*Items listed in a dataset*.
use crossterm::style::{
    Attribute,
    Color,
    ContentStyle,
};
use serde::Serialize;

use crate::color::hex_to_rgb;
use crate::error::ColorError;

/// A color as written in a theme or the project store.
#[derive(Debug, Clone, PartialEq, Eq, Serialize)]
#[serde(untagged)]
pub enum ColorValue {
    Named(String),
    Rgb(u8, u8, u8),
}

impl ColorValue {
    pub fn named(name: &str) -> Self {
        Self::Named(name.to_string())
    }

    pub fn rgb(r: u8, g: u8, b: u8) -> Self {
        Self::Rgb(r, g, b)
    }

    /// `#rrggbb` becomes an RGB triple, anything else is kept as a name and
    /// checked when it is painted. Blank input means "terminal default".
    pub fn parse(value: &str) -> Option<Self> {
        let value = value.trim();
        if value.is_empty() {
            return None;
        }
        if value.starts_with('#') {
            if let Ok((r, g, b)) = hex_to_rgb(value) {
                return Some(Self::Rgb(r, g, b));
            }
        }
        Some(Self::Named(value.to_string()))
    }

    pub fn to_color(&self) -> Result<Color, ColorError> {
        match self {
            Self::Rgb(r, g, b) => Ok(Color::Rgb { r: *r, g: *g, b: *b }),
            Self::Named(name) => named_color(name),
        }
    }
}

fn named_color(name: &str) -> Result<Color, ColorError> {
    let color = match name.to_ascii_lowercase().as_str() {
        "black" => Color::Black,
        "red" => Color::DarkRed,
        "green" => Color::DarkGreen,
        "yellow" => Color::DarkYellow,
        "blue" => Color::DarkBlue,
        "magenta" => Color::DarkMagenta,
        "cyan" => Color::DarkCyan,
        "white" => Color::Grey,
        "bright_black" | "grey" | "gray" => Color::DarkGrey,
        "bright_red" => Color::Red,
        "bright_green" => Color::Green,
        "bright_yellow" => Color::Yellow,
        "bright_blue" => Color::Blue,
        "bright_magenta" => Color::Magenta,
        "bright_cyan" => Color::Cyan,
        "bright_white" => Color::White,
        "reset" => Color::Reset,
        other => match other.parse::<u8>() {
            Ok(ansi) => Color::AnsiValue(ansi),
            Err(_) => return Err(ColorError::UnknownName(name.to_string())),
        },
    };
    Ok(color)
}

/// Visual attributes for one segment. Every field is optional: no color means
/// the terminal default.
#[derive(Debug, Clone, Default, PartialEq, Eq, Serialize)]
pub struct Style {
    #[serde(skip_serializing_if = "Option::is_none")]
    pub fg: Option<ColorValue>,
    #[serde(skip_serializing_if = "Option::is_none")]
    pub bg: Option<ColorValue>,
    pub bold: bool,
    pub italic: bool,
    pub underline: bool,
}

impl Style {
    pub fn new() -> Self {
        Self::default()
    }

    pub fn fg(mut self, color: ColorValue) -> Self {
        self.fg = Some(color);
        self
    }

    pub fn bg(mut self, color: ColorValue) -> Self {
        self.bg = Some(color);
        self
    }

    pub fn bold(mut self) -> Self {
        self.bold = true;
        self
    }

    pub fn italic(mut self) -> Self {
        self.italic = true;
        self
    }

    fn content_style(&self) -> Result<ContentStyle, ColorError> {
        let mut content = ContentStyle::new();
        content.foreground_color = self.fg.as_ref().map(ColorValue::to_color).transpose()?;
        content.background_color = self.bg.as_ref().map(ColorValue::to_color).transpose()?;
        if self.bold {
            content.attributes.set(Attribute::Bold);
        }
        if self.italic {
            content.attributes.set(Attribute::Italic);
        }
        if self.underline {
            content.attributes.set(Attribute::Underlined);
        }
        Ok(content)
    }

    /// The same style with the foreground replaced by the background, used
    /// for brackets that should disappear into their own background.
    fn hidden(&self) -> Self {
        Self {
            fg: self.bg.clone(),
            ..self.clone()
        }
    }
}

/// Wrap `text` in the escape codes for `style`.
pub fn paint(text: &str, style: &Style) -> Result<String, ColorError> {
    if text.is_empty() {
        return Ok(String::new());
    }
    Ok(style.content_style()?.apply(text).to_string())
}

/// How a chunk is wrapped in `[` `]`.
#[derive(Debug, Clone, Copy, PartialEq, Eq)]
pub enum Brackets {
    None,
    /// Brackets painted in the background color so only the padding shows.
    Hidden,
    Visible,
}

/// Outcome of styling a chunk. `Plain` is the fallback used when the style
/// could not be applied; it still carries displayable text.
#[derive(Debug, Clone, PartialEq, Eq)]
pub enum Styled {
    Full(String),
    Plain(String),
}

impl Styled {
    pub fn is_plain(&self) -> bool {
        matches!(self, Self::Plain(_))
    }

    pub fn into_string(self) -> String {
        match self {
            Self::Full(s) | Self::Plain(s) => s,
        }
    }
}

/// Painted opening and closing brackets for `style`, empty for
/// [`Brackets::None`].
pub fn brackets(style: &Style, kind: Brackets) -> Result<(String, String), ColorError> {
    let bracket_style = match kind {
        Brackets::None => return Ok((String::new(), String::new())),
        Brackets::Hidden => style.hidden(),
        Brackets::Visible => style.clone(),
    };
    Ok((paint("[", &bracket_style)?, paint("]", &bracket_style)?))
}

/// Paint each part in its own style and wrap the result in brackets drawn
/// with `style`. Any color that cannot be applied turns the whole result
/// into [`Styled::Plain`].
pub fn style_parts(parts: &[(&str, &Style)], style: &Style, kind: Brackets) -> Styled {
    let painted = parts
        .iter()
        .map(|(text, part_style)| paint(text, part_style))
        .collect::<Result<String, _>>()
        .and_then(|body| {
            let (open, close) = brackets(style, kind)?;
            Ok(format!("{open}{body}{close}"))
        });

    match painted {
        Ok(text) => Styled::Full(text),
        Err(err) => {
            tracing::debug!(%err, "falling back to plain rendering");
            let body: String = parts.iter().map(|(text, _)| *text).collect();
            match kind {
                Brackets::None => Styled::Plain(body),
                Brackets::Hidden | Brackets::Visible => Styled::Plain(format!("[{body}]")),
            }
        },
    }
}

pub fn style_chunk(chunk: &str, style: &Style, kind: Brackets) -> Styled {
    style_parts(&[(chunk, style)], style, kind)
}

*Exercise directions*.
Each record must appear again, word for word.

*Exercise response*.
use crossterm::style::{
    Attribute,
    Color,
    ContentStyle,
};
use serde::Serialize;

use crate::color::hex_to_rgb;
use crate::error::ColorError;

/// A color as written in a theme or the project store.
#[derive(Debug, Clone, PartialEq, Eq, Serialize)]
#[serde(untagged)]
pub enum ColorValue {
    Named(String),
    Rgb(u8, u8, u8),
}

impl ColorValue {
    pub fn named(name: &str) -> Self {
        Self::Named(name.to_string())
    }

    pub fn rgb(r: u8, g: u8, b: u8) -> Self {
        Self::Rgb(r, g, b)
    }

    /// `#rrggbb` becomes an RGB triple, anything else is kept as a name and
    /// checked when it is painted. Blank input means "terminal default".
    pub fn parse(value: &str) -> Option<Self> {
        let value = value.trim();
        if value.is_empty() {
            return None;
        }
        if value.starts_with('#') {
            if let Ok((r, g, b)) = hex_to_rgb(value) {
                return Some(Self::Rgb(r, g, b));
            }
        }
        Some(Self::Named(value.to_string()))
    }

    pub fn to_color(&self) -> Result<Color, ColorError> {
        match self {
            Self::Rgb(r, g, b) => Ok(Color::Rgb { r: *r, g: *g, b: *b }),
            Self::Named(name) => named_color(name),
        }
    }
}

fn named_color(name: &str) -> Result<Color, ColorError> {
    let color = match name.to_ascii_lowercase().as_str() {
        "black" => Color::Black,
        "red" => Color::DarkRed,
        "green" => Color::DarkGreen,
        "yellow" => Color::DarkYellow,
        "blue" => Color::DarkBlue,
        "magenta" => Color::DarkMagenta,
        "cyan" => Color::DarkCyan,
        "white" => Color::Grey,
        "bright_black" | "grey" | "gray" => Color::DarkGrey,
        "bright_red" => Color::Red,
        "bright_green" => Color::Green,
        "bright_yellow" => Color::Yellow,
        "bright_blue" => Color::Blue,
        "bright_magenta" => Color::Magenta,
        "bright_cyan" => Color::Cyan,
        "bright_white" => Color::White,
        "reset" => Color::Reset,
        other => match other.parse::<u8>() {
            Ok(ansi) => Color::AnsiValue(ansi),
            Err(_) => return Err(ColorError::UnknownName(name.to_string())),
        },
    };
    Ok(color)
}

/// Visual attributes for one segment. Every field is optional: no color means
/// the terminal default.
#[derive(Debug, Clone, Default, PartialEq, Eq, Serialize)]
pub struct Style {
    #[serde(skip_serializing_if = "Option::is_none")]
    pub fg: Option<ColorValue>,
    #[serde(skip_serializing_if = "Option::is_none")]
    pub bg: Option<ColorValue>,
    pub bold: bool,
    pub italic: bool,
    pub underline: bool,
}

impl Style {
    pub fn new() -> Self {
        Self::default()
    }

    pub fn fg(mut self, color: ColorValue) -> Self {
        self.fg = Some(color);
        self
    }

    pub fn bg(mut self, color: ColorValue) -> Self {
        self.bg = Some(color);
        self
    }

    pub fn bold(mut self) -> Self {
        self.bold = true;
        self
    }

    pub fn italic(mut self) -> Self {
        self.italic = true;
        self
    }

    fn content_style(&self) -> Result<ContentStyle, ColorError> {
        let mut content = ContentStyle::new();
        content.foreground_color = self.fg.as_ref().map(ColorValue::to_color).transpose()?;
        content.background_color = self.bg.as_ref().map(ColorValue::to_color).transpose()?;
        if self.bold {
            content.attributes.set(Attribute::Bold);
        }
        if self.italic {
            content.attributes.set(Attribute::Italic);
        }
        if self.underline {
            content.attributes.set(Attribute::Underlined);
        }
        Ok(content)
    }

    /// The same style with the foreground replaced by the background, used
    /// for brackets that should disappear into their own background.
    fn hidden(&self) -> Self {
        Self {
            fg: self.bg.clone(),
            ..self.clone()
        }
    }
}

/// Wrap `text` in the escape codes for `style`.
pub fn paint(text: &str, style: &Style) -> Result<String, ColorError> {
    if text.is_empty() {
        return Ok(String::new());
    }
    Ok(style.content_style()?.apply(text).to_string())
}

/// How a chunk is wrapped in `[` `]`.
#[derive(Debug, Clone, Copy, PartialEq, Eq)]
pub enum Brackets {
    None,
    /// Brackets painted in the background color so only the padding shows.
    Hidden,
    Visible,
}

/// Outcome of styling a chunk. `Plain` is the fallback used when the style
/// could not be applied; it still carries displayable text.
#[derive(Debug, Clone, PartialEq, Eq)]
pub enum Styled {
    Full(String),
    Plain(String),
}

impl Styled {
    pub fn is_plain(&self) -> bool {
        matches!(self, Self::Plain(_))
    }

    pub fn into_string(self) -> String {
        match self {
            Self::Full(s) | Self::Plain(s) => s,
        }
    }
}

/// Painted opening and closing brackets for `style`, empty for
/// [`Brackets::None`].
pub fn brackets(style: &Style, kind: Brackets) -> Result<(String, String), ColorError> {
    let bracket_style = match kind {
        Brackets::None => return Ok((String::new(), String::new())),
        Brackets::Hidden => style.hidden(),
        Brackets::Visible => style.clone(),
    };
    Ok((paint("[", &bracket_style)?, paint("]", &bracket_style)?))
}

/// Paint each part in its own style and wrap the result in brackets drawn
/// with `style`. Any color that cannot be applied turns the whole result
/// into [`Styled::Plain`].
pub fn style_parts(parts: &[(&str, &Style)], style: &Style, kind: Brackets) -> Styled {
    let painted = parts
        .iter()
        .map(|(text, part_style)| paint(text, part_style))
        .collect::<Result<String, _>>()
        .and_then(|body| {
            let (open, close) = brackets(style, kind)?;
            Ok(format!("{open}{body}{close}"))
        });

    match painted {
        Ok(text) => Styled::Full(text),
        Err(err) => {
            tracing::debug!(%err, "falling back to plain rendering");
            let body: String = parts.iter().map(|(text, _)| *text).collect();
            match kind {
                Brackets::None => Styled::Plain(body),
                Brackets::Hidden | Brackets::Visible => Styled::Plain(format!("[{body}]")),
            }
        },
    }
}

pub fn style_chunk(chunk: &str, style: &Style, kind: Brackets) -> Styled {
    style_parts(&[(chunk, style)], style, kind)
}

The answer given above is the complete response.